How can I put this summation into a closed form?

[beadmaster]

Hi,

I can't think / remeber how to write the following expresion in a closed form,

the function is a summation of natural numbers between 1 and an upper limit "K", written as

Sigma x with limits K and 1 effectivly, straightforward etc...
what i want is the summation of all the "summations" between K and 1 so sigma (1,K) + sigma (1,(K-1)) + sigma (1,(K-2)) etc.. until it reaches sigma (1,1) ie 1.
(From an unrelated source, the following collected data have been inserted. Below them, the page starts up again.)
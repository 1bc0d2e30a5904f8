use chrono::{DateTime, Utc};
use serde::{Deserialize, Serialize};

/// Repository metadata the suggestion scorer works from.
#[derive(Clone, Debug, Serialize, Deserialize)]
pub struct RepoCandidate {
    /// "owner/name", unique per platform.
    pub full_name: String,
    pub pushed_at: DateTime<Utc>,
    pub open_issues_count: i32,
}

/// User-authored notes attached to a repository. All fields optional;
/// priority and difficulty are on a 1-5 scale and default to 3.
#[derive(Clone, Debug, Default, Serialize, Deserialize)]
pub struct RepoNote {
    pub priority: Option<i32>,
    pub difficulty: Option<i32>,
    pub note: Option<String>,
}

/// The repository the scorer picked, with the signals shown to the user.
#[derive(Clone, Debug, Serialize, Deserialize)]
pub struct Suggestion {
    pub full_name: String,
    pub days_since_push: i64,
    pub score: f64,
}
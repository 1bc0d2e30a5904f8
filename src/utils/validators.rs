use anyhow::{anyhow, Result};
use chrono_tz::Tz;
use url::Url;

/// Validate that a string is a valid URL with http or https scheme
pub fn validate_url(url_str: &str) -> Result<Url> {
    let url = Url::parse(url_str)
        .map_err(|e| anyhow!("Invalid URL format: {}", e))?;

    // Only allow http and https schemes
    if url.scheme() != "http" && url.scheme() != "https" {
        return Err(anyhow!(
            "URL must use http or https scheme, got: {}",
            url.scheme()
        ));
    }

    // Must have a host
    if url.host_str().is_none() {
        return Err(anyhow!("URL must have a host"));
    }

    Ok(url)
}

/// Validate username (alphanumeric, hyphens, underscores, 1-39 chars for GitHub compatibility)
pub fn validate_username(username: &str) -> Result<()> {
    if username.is_empty() || username.len() > 39 {
        return Err(anyhow!(
            "Username must be between 1 and 39 characters"
        ));
    }

    // Allow alphanumeric, hyphens, and underscores
    if !username
        .chars()
        .all(|c| c.is_alphanumeric() || c == '-' || c == '_')
    {
        return Err(anyhow!(
            "Username can only contain alphanumeric characters, hyphens, and underscores"
        ));
    }

    Ok(())
}

/// Validate a reminder time: zero-padded 24h "HH:MM", the exact form the
/// scheduler renders the current minute into.
pub fn validate_reminder_time(time: &str) -> Result<()> {
    let (hh, mm) = time
        .split_once(':')
        .ok_or_else(|| anyhow!("Reminder time must be HH:MM, got '{}'", time))?;

    if hh.len() != 2 || mm.len() != 2 {
        return Err(anyhow!("Reminder time must be zero-padded HH:MM, got '{}'", time));
    }

    let hour: u32 = hh
        .parse()
        .map_err(|_| anyhow!("Invalid hour in reminder time '{}'", time))?;
    let minute: u32 = mm
        .parse()
        .map_err(|_| anyhow!("Invalid minute in reminder time '{}'", time))?;

    if hour > 23 || minute > 59 {
        return Err(anyhow!("Reminder time out of range: '{}'", time));
    }

    Ok(())
}

/// Validate an IANA timezone name, e.g. "America/New_York".
pub fn validate_timezone(timezone: &str) -> Result<Tz> {
    timezone
        .parse()
        .map_err(|_| anyhow!("Unknown timezone '{}'", timezone))
}
use serde::Deserialize;
use std::env;

#[derive(Clone, Debug, Deserialize)]
pub struct Config {
    pub github_api_base_url: String,
    pub frontend_url: String,
    pub scan_interval_seconds: u64,
    pub notify_concurrency: usize,
    pub smtp_host: Option<String>,
    pub smtp_port: u16,
    pub smtp_username: Option<String>,
    pub smtp_password: Option<String>,
    pub smtp_from_address: Option<String>,
    pub smtp_from_name: String,
    pub smtp_use_tls: bool,
    pub vapid_subject: Option<String>,
    pub vapid_public_key: Option<String>,
    pub vapid_private_key: Option<String>,
}

impl Config {
    pub fn from_env() -> Result<Self, env::VarError> {
        dotenv::dotenv().ok();

        Ok(Config {
            github_api_base_url: env::var("GITHUB_API_BASE_URL")
                .unwrap_or_else(|_| "https://api.github.com".to_string()),
            frontend_url: env::var("FRONTEND_URL")?,
            scan_interval_seconds: env::var("SCAN_INTERVAL_SECONDS")
                .unwrap_or_else(|_| "60".to_string())
                .parse()
                .expect("SCAN_INTERVAL_SECONDS must be a number"),
            notify_concurrency: env::var("NOTIFY_CONCURRENCY")
                .unwrap_or_else(|_| "4".to_string())
                .parse()
                .expect("NOTIFY_CONCURRENCY must be a number"),
            smtp_host: env::var("SMTP_HOST").ok(),
            smtp_port: env::var("SMTP_PORT")
                .unwrap_or_else(|_| "587".to_string())
                .parse()
                .expect("SMTP_PORT must be a number"),
            smtp_username: env::var("SMTP_USERNAME").ok(),
            smtp_password: env::var("SMTP_PASSWORD").ok(),
            smtp_from_address: env::var("SMTP_FROM_ADDRESS").ok(),
            smtp_from_name: env::var("SMTP_FROM_NAME")
                .unwrap_or_else(|_| "streakd".to_string()),
            smtp_use_tls: env::var("SMTP_USE_TLS")
                .unwrap_or_else(|_| "true".to_string())
                .parse()
                .expect("SMTP_USE_TLS must be true or false"),
            vapid_subject: env::var("VAPID_SUBJECT").ok(),
            vapid_public_key: env::var("VAPID_PUBLIC_KEY").ok(),
            vapid_private_key: env::var("VAPID_PRIVATE_KEY").ok(),
        })
    }
}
its easy to visulise, take K as 5, the expression would be

5+4+3+2+1
+4+3+2+1
+3+2+1
+2+1
+1

which gives 35, i am wanting the answer in terms of K (im presuming its possible) or at least can be written much neater than an expansion, cheers (I thought it could possibly be written as a general sigma summation but prehaps with tending limits, but if so how do you represent the tending being discrete and not continous)

cheers,
tom

 

[HallsofIvy]

It is fairly well known that
\sum_{i=1}^n i= \frac{n(n+1)}{2}
so your "sum of sums" is
\sum_{k=1}^n\left(\sum_{i=1}^k i\right)= \sum_{k=1}^n \frac{k(k+1)}{2}

It is also (reasonably) well known that
\sum_{k=1}^n k^2= \frac{n(n+1)(2n+1)}{6}

putting those together,
\sum_{k=1}^n \frac{k(k+1)}{2}= \frac{1}{2}\sum_{k=1}^n k^2+ \frac{1}{2}\sum_{k=1}^n k
= \frac{1}{2}\left(\frac{n(n+1)(2n+1)}{6}+ \frac{n(n+1)}{2}\right)= \frac{1}{4}n(n+1)\left(\frac{2n+1}{3}+ \frac{3}{3}\right)= \frac{n(n+1)(n+2)}{6}

You will note that for your example, with n= 5, this gives
\frac{5(6)(7)}{6}= (5)(7)= 35

 

[beadmaster]

thats great thanks, i knew the general summations but tbh i wouldn't have the wit to make some of those connections, not currently at least...:P

cheers

 

[HallsofIvy]

That turns out be remarkably simple! I hadn't expected it to.

 

[HallsofIvy]

Actually, I was surprised that the final formula was so simple!

 

[beadmaster]

i recognise the final answer from somewhere else, o well thanks again
:)

 

[beadmaster]

can i just mention that that "proof" or process appears increadibly elegant, how long did it take for you to do, could i be so intrusive to ask about you level of expertise as i am taken back by again by the elegence of the solution

cheers